TASK REQUIREMENTS: An exact copy of the lines from the one containing "Self::Or(inner) => inner.iter().any(|g|" through the last line below is required; include both of those lines and no others.

====== DATA FOR REVIEW ======

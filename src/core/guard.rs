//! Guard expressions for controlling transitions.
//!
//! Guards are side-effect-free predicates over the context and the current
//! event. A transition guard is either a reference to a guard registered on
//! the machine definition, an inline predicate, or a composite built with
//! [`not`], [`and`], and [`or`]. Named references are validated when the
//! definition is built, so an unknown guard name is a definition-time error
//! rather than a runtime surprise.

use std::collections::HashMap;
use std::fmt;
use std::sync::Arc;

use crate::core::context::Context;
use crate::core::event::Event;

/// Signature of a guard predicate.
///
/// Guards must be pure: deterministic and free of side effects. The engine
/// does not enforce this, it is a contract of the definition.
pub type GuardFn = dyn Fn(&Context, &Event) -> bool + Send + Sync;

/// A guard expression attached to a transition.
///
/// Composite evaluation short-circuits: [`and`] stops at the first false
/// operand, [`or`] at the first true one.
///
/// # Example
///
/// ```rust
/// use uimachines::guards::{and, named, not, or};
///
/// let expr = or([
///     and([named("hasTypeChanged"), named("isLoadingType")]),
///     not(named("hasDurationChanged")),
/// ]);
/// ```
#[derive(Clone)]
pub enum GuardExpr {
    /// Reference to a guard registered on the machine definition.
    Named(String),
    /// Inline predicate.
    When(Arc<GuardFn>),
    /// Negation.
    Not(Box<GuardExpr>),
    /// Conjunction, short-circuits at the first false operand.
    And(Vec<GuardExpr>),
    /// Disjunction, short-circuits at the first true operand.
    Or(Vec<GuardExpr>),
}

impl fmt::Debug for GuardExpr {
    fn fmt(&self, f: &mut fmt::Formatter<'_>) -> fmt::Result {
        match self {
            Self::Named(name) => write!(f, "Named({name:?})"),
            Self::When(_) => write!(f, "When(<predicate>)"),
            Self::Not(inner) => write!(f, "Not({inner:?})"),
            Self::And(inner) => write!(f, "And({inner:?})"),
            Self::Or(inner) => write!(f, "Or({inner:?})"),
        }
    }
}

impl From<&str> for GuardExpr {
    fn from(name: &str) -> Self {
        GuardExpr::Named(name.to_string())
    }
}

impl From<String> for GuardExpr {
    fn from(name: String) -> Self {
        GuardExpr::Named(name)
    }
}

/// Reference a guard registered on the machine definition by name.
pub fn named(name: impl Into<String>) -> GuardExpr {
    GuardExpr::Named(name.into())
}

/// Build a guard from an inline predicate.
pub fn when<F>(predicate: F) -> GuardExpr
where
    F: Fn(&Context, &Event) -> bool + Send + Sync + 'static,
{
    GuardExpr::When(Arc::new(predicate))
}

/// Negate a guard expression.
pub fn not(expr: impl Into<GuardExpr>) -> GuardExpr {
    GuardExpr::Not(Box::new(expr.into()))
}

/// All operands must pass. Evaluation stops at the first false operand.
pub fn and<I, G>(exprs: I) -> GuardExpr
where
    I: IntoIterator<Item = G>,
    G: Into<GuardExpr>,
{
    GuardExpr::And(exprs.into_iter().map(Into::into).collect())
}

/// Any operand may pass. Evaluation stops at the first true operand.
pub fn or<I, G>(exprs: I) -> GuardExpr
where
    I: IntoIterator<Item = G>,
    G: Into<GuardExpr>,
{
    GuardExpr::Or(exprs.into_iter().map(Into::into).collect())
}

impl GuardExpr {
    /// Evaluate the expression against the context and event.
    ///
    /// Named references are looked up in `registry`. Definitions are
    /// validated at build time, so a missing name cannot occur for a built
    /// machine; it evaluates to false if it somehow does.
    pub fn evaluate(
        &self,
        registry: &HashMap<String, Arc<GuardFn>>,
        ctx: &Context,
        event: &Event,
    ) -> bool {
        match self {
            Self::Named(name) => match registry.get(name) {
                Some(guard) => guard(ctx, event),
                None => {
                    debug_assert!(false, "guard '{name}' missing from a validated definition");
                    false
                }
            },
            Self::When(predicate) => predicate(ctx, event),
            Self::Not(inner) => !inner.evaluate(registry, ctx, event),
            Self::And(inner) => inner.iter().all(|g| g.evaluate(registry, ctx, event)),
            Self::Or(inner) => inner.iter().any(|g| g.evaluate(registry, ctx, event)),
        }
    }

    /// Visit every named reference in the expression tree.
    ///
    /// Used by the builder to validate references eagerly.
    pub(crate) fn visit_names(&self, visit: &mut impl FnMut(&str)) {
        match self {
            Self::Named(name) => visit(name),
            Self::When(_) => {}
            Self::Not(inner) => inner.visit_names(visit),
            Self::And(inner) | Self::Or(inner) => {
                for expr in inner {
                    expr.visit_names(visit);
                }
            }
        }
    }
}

======

TASK RESULT:
            Self::Or(inner) => inner.iter().any(|g| g.evaluate(registry, ctx, event)),
        }
    }

    /// Visit every named reference in the expression tree.
    ///
    /// Used by the builder to validate references eagerly.
    pub(crate) fn visit_names(&self, visit: &mut impl FnMut(&str)) {
        match self {
            Self::Named(name) => visit(name),
            Self::When(_) => {}
            Self::Not(inner) => inner.visit_names(visit),
            Self::And(inner) | Self::Or(inner) => {
                for expr in inner {
                    expr.visit_names(visit);
                }
            }
        }
    }
}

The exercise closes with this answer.